Look through the lines below and extract any with the word "DriverTemplates".

-- Opening Marker --

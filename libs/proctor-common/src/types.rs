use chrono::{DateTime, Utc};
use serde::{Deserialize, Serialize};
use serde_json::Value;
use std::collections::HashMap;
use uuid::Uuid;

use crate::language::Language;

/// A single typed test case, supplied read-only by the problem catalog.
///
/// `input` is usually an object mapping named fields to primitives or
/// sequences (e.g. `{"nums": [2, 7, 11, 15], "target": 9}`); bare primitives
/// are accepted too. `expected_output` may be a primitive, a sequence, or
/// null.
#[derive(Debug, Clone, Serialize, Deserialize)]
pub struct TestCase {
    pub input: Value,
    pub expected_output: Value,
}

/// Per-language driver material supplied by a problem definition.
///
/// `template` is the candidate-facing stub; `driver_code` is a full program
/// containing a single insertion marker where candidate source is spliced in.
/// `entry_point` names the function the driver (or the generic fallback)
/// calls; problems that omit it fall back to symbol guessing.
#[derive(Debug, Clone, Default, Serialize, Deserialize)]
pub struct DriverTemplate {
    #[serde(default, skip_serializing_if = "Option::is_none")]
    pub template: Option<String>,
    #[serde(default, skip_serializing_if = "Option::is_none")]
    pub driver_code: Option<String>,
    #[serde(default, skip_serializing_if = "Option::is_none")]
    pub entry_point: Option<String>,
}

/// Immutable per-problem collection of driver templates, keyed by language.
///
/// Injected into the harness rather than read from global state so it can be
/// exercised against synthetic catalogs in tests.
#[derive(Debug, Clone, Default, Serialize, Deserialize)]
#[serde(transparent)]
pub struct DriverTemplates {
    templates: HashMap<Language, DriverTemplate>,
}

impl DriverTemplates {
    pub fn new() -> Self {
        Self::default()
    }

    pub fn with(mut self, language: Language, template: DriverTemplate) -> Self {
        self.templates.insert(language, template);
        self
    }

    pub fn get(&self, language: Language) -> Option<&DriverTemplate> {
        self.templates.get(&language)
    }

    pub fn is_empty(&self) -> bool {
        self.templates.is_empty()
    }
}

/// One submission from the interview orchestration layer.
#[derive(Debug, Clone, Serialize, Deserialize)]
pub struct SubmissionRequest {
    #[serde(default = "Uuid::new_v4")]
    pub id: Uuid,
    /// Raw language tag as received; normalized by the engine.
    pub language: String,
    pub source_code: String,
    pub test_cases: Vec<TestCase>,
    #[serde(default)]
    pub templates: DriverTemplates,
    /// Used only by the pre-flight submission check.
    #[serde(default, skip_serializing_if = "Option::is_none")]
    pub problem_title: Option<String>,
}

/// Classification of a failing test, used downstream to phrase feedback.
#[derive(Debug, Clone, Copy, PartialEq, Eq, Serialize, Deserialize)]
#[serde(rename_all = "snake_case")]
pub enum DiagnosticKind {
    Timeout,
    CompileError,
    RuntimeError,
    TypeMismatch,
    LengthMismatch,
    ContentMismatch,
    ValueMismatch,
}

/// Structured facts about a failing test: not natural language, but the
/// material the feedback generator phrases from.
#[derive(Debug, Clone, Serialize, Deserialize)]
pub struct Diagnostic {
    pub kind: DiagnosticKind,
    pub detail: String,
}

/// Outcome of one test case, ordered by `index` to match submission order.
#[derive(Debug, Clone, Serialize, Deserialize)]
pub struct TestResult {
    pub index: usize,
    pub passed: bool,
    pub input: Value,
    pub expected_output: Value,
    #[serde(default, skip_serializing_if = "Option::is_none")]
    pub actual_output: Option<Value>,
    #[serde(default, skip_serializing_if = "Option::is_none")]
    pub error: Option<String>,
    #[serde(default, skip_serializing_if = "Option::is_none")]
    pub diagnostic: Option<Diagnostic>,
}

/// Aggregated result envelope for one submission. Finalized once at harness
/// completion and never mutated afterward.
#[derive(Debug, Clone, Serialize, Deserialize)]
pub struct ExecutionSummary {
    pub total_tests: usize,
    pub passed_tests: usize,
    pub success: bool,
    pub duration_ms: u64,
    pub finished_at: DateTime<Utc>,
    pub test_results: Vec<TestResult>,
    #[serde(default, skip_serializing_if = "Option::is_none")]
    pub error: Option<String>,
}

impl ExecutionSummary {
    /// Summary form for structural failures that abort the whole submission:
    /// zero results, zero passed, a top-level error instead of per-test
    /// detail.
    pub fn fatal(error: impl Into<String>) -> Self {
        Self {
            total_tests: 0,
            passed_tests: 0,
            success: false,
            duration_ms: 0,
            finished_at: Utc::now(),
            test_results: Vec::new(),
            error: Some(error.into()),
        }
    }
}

-- Closing Marker --

ANSWER SECTION:
pub struct DriverTemplates {
impl DriverTemplates {
    pub templates: DriverTemplates,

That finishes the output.